--- EXERCISE OBJECTIVE ---
Give every entry again, word for word.

--- INFORMATION GIVEN ---
┌──
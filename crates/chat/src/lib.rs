//! Backend dispatch and response pipeline.
//!
//! Normalizes inbound requests from platform adapters into a uniform
//! backend invocation, post-processes the output, and degrades to a fixed
//! safe reply on any failure. Platform adapters call
//! [`ChatRuntime::run_llm`] and never see a raw error.

pub mod dispatch;
pub mod runtime;
pub mod sanitize;

pub use {
    dispatch::{Dispatcher, DEFAULT_SYSTEM_PROMPT},
    runtime::{ChatRuntime, GENERATION_ERROR_REPLY},
    sanitize::{polish, EMPTY_FALLBACK},
};
//! Local backend: Ollama's `/api/chat` endpoint.

use {
    anyhow::Context,
    async_trait::async_trait,
    base64::Engine,
    serde::Deserialize,
    tracing::{debug, info},
};

use courier_config::OllamaConfig;

use crate::{envelope::Envelope, shared_http_client, Backend};

/// Backend for a locally hosted Ollama runtime.
pub struct OllamaBackend {
    base_url: String,
    model: String,
    client: reqwest::Client,
}

impl OllamaBackend {
    pub fn new(base_url: impl Into<String>, model: impl Into<String>) -> Self {
        Self {
            base_url: base_url.into().trim_end_matches('/').to_string(),
            model: model.into(),
            client: shared_http_client().clone(),
        }
    }

    pub fn from_config(config: &OllamaConfig) -> Self {
        Self::new(&config.base_url, &config.model)
    }
}

/// `/api/chat` request body.
///
/// `stream: false` — the whole completion arrives in a single response
/// object rather than as NDJSON chunks.
fn chat_request_body(
    model: &str,
    envelope: &Envelope,
    image_b64: Option<String>,
) -> serde_json::Value {
    let mut user = serde_json::json!({
        "role": "user",
        "content": envelope.user_part(),
    });
    if let Some(data) = image_b64 {
        user["images"] = serde_json::json!([data]);
    }
    serde_json::json!({
        "model": model,
        "messages": [
            { "role": "system", "content": envelope.system },
            user,
        ],
        "stream": false,
    })
}

#[derive(Deserialize)]
struct ChatResponse {
    #[serde(default)]
    message: ChatMessage,
}

#[derive(Deserialize, Default)]
struct ChatMessage {
    #[serde(default)]
    content: String,
}

/// Extract the completion text, coercing a missing field to `""`.
fn parse_chat_response(body: serde_json::Value) -> String {
    serde_json::from_value::<ChatResponse>(body)
        .map(|r| r.message.content)
        .unwrap_or_default()
}

#[async_trait]
impl Backend for OllamaBackend {
    fn name(&self) -> &str {
        "ollama"
    }

    fn model(&self) -> &str {
        &self.model
    }

    fn supports_vision(&self) -> bool {
        true
    }

    async fn generate(&self, envelope: &Envelope) -> anyhow::Result<String> {
        let image_b64 = match envelope.image_path() {
            Some(path) => {
                let bytes = tokio::fs::read(path)
                    .await
                    .with_context(|| format!("read image {}", path.display()))?;
                debug!(path = %path.display(), bytes = bytes.len(), "attaching image");
                Some(base64::engine::general_purpose::STANDARD.encode(bytes))
            },
            None => None,
        };

        let body = chat_request_body(&self.model, envelope, image_b64);
        let url = format!("{}/api/chat", self.base_url);

        let response = self
            .client
            .post(&url)
            .json(&body)
            .send()
            .await
            .context("ollama request failed")?
            .error_for_status()
            .context("ollama returned an error status")?;

        let value: serde_json::Value =
            response.json().await.context("ollama response not JSON")?;
        let output = parse_chat_response(value);
        info!(model = %self.model, chars = output.len(), "ollama completion received");
        Ok(output)
    }
}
└──
--- SOLUTION TO THIS EXERCISE ---
filename crates/chat/src/lib.rs
//! Backend dispatch and response pipeline.
//!
//! Normalizes inbound requests from platform adapters into a uniform
//! backend invocation, post-processes the output, and degrades to a fixed
//! safe reply on any failure. Platform adapters call
//! [`ChatRuntime::run_llm`] and never see a raw error.

pub mod dispatch;
pub mod runtime;
pub mod sanitize;

pub use {
    dispatch::{Dispatcher, DEFAULT_SYSTEM_PROMPT},
    runtime::{ChatRuntime, GENERATION_ERROR_REPLY},
    sanitize::{polish, EMPTY_FALLBACK},
};
//! Local backend: Ollama's `/api/chat` endpoint.

use {
    anyhow::Context,
    async_trait::async_trait,
    base64::Engine,
    serde::Deserialize,
    tracing::{debug, info},
};

use courier_config::OllamaConfig;

use crate::{envelope::Envelope, shared_http_client, Backend};

/// Backend for a locally hosted Ollama runtime.
pub struct OllamaBackend {
    base_url: String,
    model: String,
    client: reqwest::Client,
}

impl OllamaBackend {
    pub fn new(base_url: impl Into<String>, model: impl Into<String>) -> Self {
        Self {
            base_url: base_url.into().trim_end_matches('/').to_string(),
            model: model.into(),
            client: shared_http_client().clone(),
        }
    }

    pub fn from_config(config: &OllamaConfig) -> Self {
        Self::new(&config.base_url, &config.model)
    }
}

/// `/api/chat` request body.
///
/// `stream: false` — the whole completion arrives in a single response
/// object rather than as NDJSON chunks.
fn chat_request_body(
    model: &str,
    envelope: &Envelope,
    image_b64: Option<String>,
) -> serde_json::Value {
    let mut user = serde_json::json!({
        "role": "user",
        "content": envelope.user_part(),
    });
    if let Some(data) = image_b64 {
        user["images"] = serde_json::json!([data]);
    }
    serde_json::json!({
        "model": model,
        "messages": [
            { "role": "system", "content": envelope.system },
            user,
        ],
        "stream": false,
    })
}

#[derive(Deserialize)]
struct ChatResponse {
    #[serde(default)]
    message: ChatMessage,
}

#[derive(Deserialize, Default)]
struct ChatMessage {
    #[serde(default)]
    content: String,
}

/// Extract the completion text, coercing a missing field to `""`.
fn parse_chat_response(body: serde_json::Value) -> String {
    serde_json::from_value::<ChatResponse>(body)
        .map(|r| r.message.content)
        .unwrap_or_default()
}

#[async_trait]
impl Backend for OllamaBackend {
    fn name(&self) -> &str {
        "ollama"
    }

    fn model(&self) -> &str {
        &self.model
    }

    fn supports_vision(&self) -> bool {
        true
    }

    async fn generate(&self, envelope: &Envelope) -> anyhow::Result<String> {
        let image_b64 = match envelope.image_path() {
            Some(path) => {
                let bytes = tokio::fs::read(path)
                    .await
                    .with_context(|| format!("read image {}", path.display()))?;
                debug!(path = %path.display(), bytes = bytes.len(), "attaching image");
                Some(base64::engine::general_purpose::STANDARD.encode(bytes))
            },
            None => None,
        };

        let body = chat_request_body(&self.model, envelope, image_b64);
        let url = format!("{}/api/chat", self.base_url);

        let response = self
            .client
            .post(&url)
            .json(&body)
            .send()
            .await
            .context("ollama request failed")?
            .error_for_status()
            .context("ollama returned an error status")?;

        let value: serde_json::Value =
            response.json().await.context("ollama response not JSON")?;
        let output = parse_chat_response(value);
        info!(model = %self.model, chars = output.len(), "ollama completion received");
        Ok(output)
    }
}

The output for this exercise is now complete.